Many beef lovers know the joys of Wagyu beef, but it’s been impossible to find Kobe beef in Adelaide, or anywhere in Australia. That’s all about to change with a unique offering at Samurai Teppanyaki House.
It’s not often that I talk about a restaurant on these pages, so when I do you just know they’ve got something special happening – like being registered to serve the only Kobe beef in Adelaide (or, indeed, in Australia).
Now, you might be surprised to hear a staunch, longtime promoter of local produce like myself singing the praises of an imported meat product – especially given that we live in a country noted for it’s premium beef production. However, Kobe beef is in a category all on it’s own.
Unique in the world, Kobe beef is Wagyu beef, from a strain of black Japanese cattle, bred and raised according to rules and strict limits set out by the Kobe Beef Marketing and Distribution Promotion Association, in Kobe, Japan. It’s highly prized for it’s distinctive fatty marbling, flavour and extraordinary texture – eating this beef is like nothing you have ever tried before.
Here is South Australia we already produce the highly esteemed Mayura Station full-blood Wagyu beef, grown from a Japanese beef cattle breed, but Kobe beef is considered to be one of the three top brands of this style of beef in the world and is only grown in Japan.
Finding Kobe beef in Adelaide, or indeed anywhere in Australia, has not been possible. The meat is in strictly limited production – only 5,000 head of these cattle are released world-wide, per annum – and restaurants must apply to be registered to sell it. Given that it’s currently selling at $850 per kilogram, there’s no doubt it’s a totally luxury gourmet dining experience.
BUT HERE’S THE GOOD NEWS FOR WAGYU BEEF LOVERS …

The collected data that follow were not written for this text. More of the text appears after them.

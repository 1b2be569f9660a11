//! `devflow-runner`: supervised execution of a single external command.
//!
//! Every call launches exactly one OS process from an explicit argument
//! vector (no shell is involved), captures stdout/stderr into bounded
//! buffers, and guarantees the process is terminated and reaped on every
//! exit path.
//!
//! # Architecture
//!
//! ```text
//! CommandSpec
//!     │
//!     ▼
//! ProcessRunner::run   ← spawns argv[0] with argv[1..], stdin closed
//!     │                  stdout/stderr drained by background tasks
//!     ▼
//! select! { exit | timeout | cancel }
//!     │                  timeout/cancel → SIGKILL process group → wait
//!     ▼
//! ProcessOutput | RunnerError
//! ```
//!
//! A non-zero exit status is data, not an error: it is reported in
//! [`ProcessOutput::exit_code`] for the caller to interpret.
//!
//! # Quick start
//!
//! ```rust,ignore
//! use devflow_runner::{CommandSpec, ProcessRunner};
//! use tokio_util::sync::CancellationToken;
//!
//! let spec = CommandSpec::new(["git", "status", "--short"])
//!     .with_timeout(Some(std::time::Duration::from_secs(30)));
//! let out = ProcessRunner::default().run(&spec, &CancellationToken::new()).await?;
//! println!("{}", out.stdout);
//! ```

pub mod buffer;
pub mod error;
pub(crate) mod process;


pub use buffer::BoundedBuffer;
pub use error::RunnerError;
pub use process::{locate, CapturedOutput, CommandSpec, ProcessOutput, ProcessRunner};

/// Default per-stream capture limit (64 KiB).
pub const DEFAULT_MAX_OUTPUT_BYTES: usize = 64 * 1024;

/// Convenience `Result` alias for this crate.
pub type Result<T> = std::result::Result<T, RunnerError>;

However, there’s now just one restaurant registered in Australia to sell it- and that’s the Samurai Teppanyaki House right here in Adelaide. Owner, and chef, Clark Zhang has secured the so-far exclusive rights to this select product and shared the love with myself and a small group of food media just a few weeks back.
We were served Mayura Station and Kobe beef, paired with selected South Australian Yalumba wines (seriously, how could you go wrong with that pairing) over the course of a spectacular 10 course gastronomic experience. The beef was prepared in several different ways and, as a first-time wagyu beef consumer, it totally re-wrote the book for me as far as beef is concerned. The Kobe is deliciously buttery, soft and silky, but not at all fatty in the mouth, with a texture unlike any meat I’ve eaten before – and a little goes a long way.
Clark is well aware that he is setting the standard for Kobe beef in Adelaide, and Australia, and is committed to making the offering at Samurai Teppanyaki House outstanding. He’s currently pulling out all of the stops on a refurbishing program that will give diners a custom-made experience at the restaurant, in a purpose-built Kobe beef room that he tells me will be ready in early January 2020.
“The Samurai Kobe beef experience will be as accessible as I can make possibly make it”, says Clark “and we will be selling it by weight, rather than by the menu item, making it affordable for groups to try this rare and delicious delicacy in small amounts”.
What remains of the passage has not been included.